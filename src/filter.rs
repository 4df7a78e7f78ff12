//! Add-only bloom filter over account fingerprints.
//!
//! Bits live in `AtomicU64` words and are only ever set with `fetch_or`, so
//! `add` and `might_contain` are safe to call concurrently without a lock
//! and a lookup never misses a completed `add`.

use crate::utils::Fingerprint;
use sha2::{Digest, Sha256};
use std::sync::atomic::{AtomicU64, AtomicUsize, Ordering};

const MAX_HASHES: u32 = 32;

pub struct AddressFilter {
    words: Box<[AtomicU64]>,
    num_bits: u64,
    num_hashes: u32,
    inserted: AtomicUsize,
}

impl AddressFilter {
    /// Sizes the filter for `expected_items` at the target false-positive
    /// rate: `m = -n ln p / ln² 2`, `k = (m / n) ln 2`.
    pub fn new(expected_items: usize, fp_rate: f64) -> Self {
        let n = expected_items.max(1) as f64;
        let p = fp_rate.clamp(1e-12, 0.5);
        let ln2 = std::f64::consts::LN_2;
        let m = (-(n * p.ln()) / (ln2 * ln2)).ceil().max(64.0) as u64;
        let k = ((m as f64 / n) * ln2).round().clamp(1.0, MAX_HASHES as f64);
        let words = m.div_ceil(64) as usize;
        Self {
            words: (0..words).map(|_| AtomicU64::new(0)).collect(),
            num_bits: words as u64 * 64,
            num_hashes: k as u32,
            inserted: AtomicUsize::new(0),
        }
    }

    pub fn num_bits(&self) -> u64 {
        self.num_bits
    }

    pub fn num_hashes(&self) -> u32 {
        self.num_hashes
    }

    /// Number of `add` calls, counting repeats.
    pub fn inserted(&self) -> usize {
        self.inserted.load(Ordering::Relaxed)
    }

    pub fn add(&self, fingerprint: &Fingerprint) {
        for bit in self.positions(fingerprint) {
            let (word, mask) = (bit / 64, 1u64 << (bit % 64));
            self.words[word as usize].fetch_or(mask, Ordering::AcqRel);
        }
        self.inserted.fetch_add(1, Ordering::Relaxed);
    }

    pub fn might_contain(&self, fingerprint: &Fingerprint) -> bool {
        self.positions(fingerprint).all(|bit| {
            let (word, mask) = (bit / 64, 1u64 << (bit % 64));
            self.words[word as usize].load(Ordering::Acquire) & mask != 0
        })
    }

    pub fn extend<'a>(
        &self,
        items: impl IntoIterator<Item = &'a Fingerprint>,
    ) {
        for fp in items {
            self.add(fp);
        }
    }

    // Kirsch-Mitzenmacher: k indices from two halves of one digest.
    // Account ids are not uniform, so they are hashed first.
    fn positions(
        &self,
        fingerprint: &Fingerprint,
    ) -> impl Iterator<Item = u64> {
        let digest = Sha256::digest(fingerprint.as_bytes());
        let word = |i: usize| {
            let mut w = [0u8; 8];
            w.copy_from_slice(&digest[i..i + 8]);
            u64::from_be_bytes(w)
        };
        let h1 = word(0);
        let h2 = word(8) | 1;
        let m = self.num_bits;
        (0..self.num_hashes as u64)
            .map(move |i| h1.wrapping_add(i.wrapping_mul(h2)) % m)
    }
}
//! Rate-limited lite-server client with single-flight reconnection.
//!
//! Every call is admitted by [`RateGate`] first, then waits for the
//! connection to be ready, then runs under the per-call timeout. Transport
//! failures drop the connection back to `Disconnected`; the next admitted
//! call reconnects.

use super::{BlockRef, BlockTransaction, LiteTransport};
use crate::error::RpcError;
use governor::{DefaultDirectRateLimiter, Quota, RateLimiter};
use std::{
    future::Future,
    num::NonZeroU32,
    sync::{
        Arc,
        atomic::{AtomicU8, Ordering},
    },
    time::Duration,
};
use tokio::{
    sync::{Mutex, Semaphore},
    time::{Instant, sleep, timeout},
};
use tracing::{debug, info, warn};

#[derive(Debug, Clone)]
pub struct ClientSettings {
    pub rate_per_sec: NonZeroU32,
    /// Callers allowed to wait for a permit; the next one is rejected.
    pub queue_limit: usize,
    pub call_timeout: Duration,
    pub reconnect_wait: Duration,
}

impl Default for ClientSettings {
    fn default() -> Self {
        Self {
            rate_per_sec: NonZeroU32::new(10).unwrap_or(NonZeroU32::MIN),
            queue_limit: 10_000,
            call_timeout: Duration::from_secs(30),
            reconnect_wait: Duration::from_millis(200),
        }
    }
}

#[derive(Debug, Clone, Copy, PartialEq, Eq)]
#[repr(u8)]
pub enum ConnectionState {
    Disconnected = 0,
    Connecting = 1,
    Ready = 2,
}

impl ConnectionState {
    fn from_u8(v: u8) -> Self {
        match v {
            1 => ConnectionState::Connecting,
            2 => ConnectionState::Ready,
            _ => ConnectionState::Disconnected,
        }
    }

    pub fn as_str(self) -> &'static str {
        match self {
            ConnectionState::Disconnected => "disconnected",
            ConnectionState::Connecting => "connecting",
            ConnectionState::Ready => "ready",
        }
    }
}

/// Token bucket plus a bounded wait queue.
struct RateGate {
    limiter: DefaultDirectRateLimiter,
    queue: Semaphore,
}

impl RateGate {
    fn new(rate_per_sec: NonZeroU32, queue_limit: usize) -> Self {
        Self {
            limiter: RateLimiter::direct(Quota::per_second(rate_per_sec)),
            queue: Semaphore::new(queue_limit),
        }
    }

    async fn admit(&self) -> Result<(), RpcError> {
        if self.limiter.check().is_ok() {
            return Ok(());
        }
        // holding a queue slot for the whole wait bounds the waiters
        let _slot =
            self.queue.try_acquire().map_err(|_| RpcError::RateLimited)?;
        self.limiter.until_ready().await;
        Ok(())
    }

    fn waiting(&self, queue_limit: usize) -> usize {
        queue_limit.saturating_sub(self.queue.available_permits())
    }
}

pub struct ResilientClient {
    transport: Arc<dyn LiteTransport>,
    gate: RateGate,
    state: AtomicU8,
    reconnect: Mutex<()>,
    settings: ClientSettings,
}

impl ResilientClient {
    pub fn new(
        transport: Arc<dyn LiteTransport>,
        settings: ClientSettings,
    ) -> Self {
        Self {
            transport,
            gate: RateGate::new(settings.rate_per_sec, settings.queue_limit),
            state: AtomicU8::new(ConnectionState::Disconnected as u8),
            reconnect: Mutex::new(()),
            settings,
        }
    }

    pub fn state(&self) -> ConnectionState {
        ConnectionState::from_u8(self.state.load(Ordering::Acquire))
    }

    fn set_state(&self, state: ConnectionState) {
        self.state.store(state as u8, Ordering::Release);
    }

    /// Callers currently parked in the rate-limit queue.
    pub fn queued(&self) -> usize {
        self.gate.waiting(self.settings.queue_limit)
    }

    pub async fn get_chain_head(&self) -> Result<BlockRef, RpcError> {
        self.call("getMasterchainInfo", self.transport.masterchain_info())
            .await
    }

    /// Serialized shard list for `head`, input to the shard decoder.
    pub async fn get_shards(
        &self,
        head: &BlockRef,
    ) -> Result<Vec<u8>, RpcError> {
        self.call("getAllShardsInfo", self.transport.all_shards_info(head))
            .await
    }

    pub async fn lookup_block(
        &self,
        workchain: i32,
        shard: i64,
        seqno: u32,
    ) -> Result<BlockRef, RpcError> {
        self.call(
            "lookupBlock",
            self.transport.lookup_block(workchain, shard, seqno),
        )
        .await
    }

    /// Lists up to `limit` transactions of `block`. A truncated page is
    /// reported as [`RpcError::Incomplete`] rather than returned partially.
    pub async fn get_block_transactions(
        &self,
        block: &BlockRef,
        limit: u32,
    ) -> Result<Vec<BlockTransaction>, RpcError> {
        let page = self
            .call(
                "listBlockTransactions",
                self.transport.list_block_transactions(block, limit),
            )
            .await?;
        if page.incomplete {
            return Err(RpcError::Incomplete {
                returned: page.transactions.len(),
            });
        }
        Ok(page.transactions)
    }

    async fn call<T>(
        &self,
        op: &'static str,
        fut: impl Future<Output = Result<T, RpcError>>,
    ) -> Result<T, RpcError> {
        self.gate.admit().await?;
        self.ensure_ready().await?;
        let result = match timeout(self.settings.call_timeout, fut).await {
            Ok(r) => r,
            Err(_) => Err(RpcError::Timeout(self.settings.call_timeout)),
        };
        match &result {
            Err(RpcError::Transport(msg)) => {
                warn!(op, error = %msg, "transport failure, disconnecting");
                self.set_state(ConnectionState::Disconnected);
            }
            Err(RpcError::Timeout(after)) => {
                debug!(op, ?after, "rpc call timed out");
            }
            _ => {}
        }
        result
    }

    /// Waits until the connection is ready. Only the caller holding the
    /// reconnect guard dials; everyone else polls until it finishes.
    async fn ensure_ready(&self) -> Result<(), RpcError> {
        let deadline = Instant::now() + self.settings.call_timeout;
        loop {
            if self.state() == ConnectionState::Ready {
                return Ok(());
            }
            if let Ok(_guard) = self.reconnect.try_lock() {
                if self.state() == ConnectionState::Ready {
                    return Ok(());
                }
                return self.reconnect_locked().await;
            }
            if Instant::now() >= deadline {
                return Err(RpcError::Timeout(self.settings.call_timeout));
            }
            sleep(self.settings.reconnect_wait).await;
        }
    }

    async fn reconnect_locked(&self) -> Result<(), RpcError> {
        self.set_state(ConnectionState::Connecting);
        let outcome =
            match timeout(self.settings.call_timeout, self.transport.connect())
                .await
            {
                Ok(r) => r,
                Err(_) => Err(RpcError::Timeout(self.settings.call_timeout)),
            };
        match outcome {
            Ok(()) => {
                self.set_state(ConnectionState::Ready);
                info!("lite-server connection ready");
                Ok(())
            }
            Err(e) => {
                self.set_state(ConnectionState::Disconnected);
                warn!(error = %e, "lite-server connect failed");
                Err(e)
            }
        }
    }
}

• Problem statement
Whenever "match" occurs in a line of the entries, copy that line.

• Problem solution
        match v {
        match self {
        let result = match timeout(self.settings.call_timeout, fut).await {
        match &result {
            match timeout(self.settings.call_timeout, self.transport.connect())
        match outcome {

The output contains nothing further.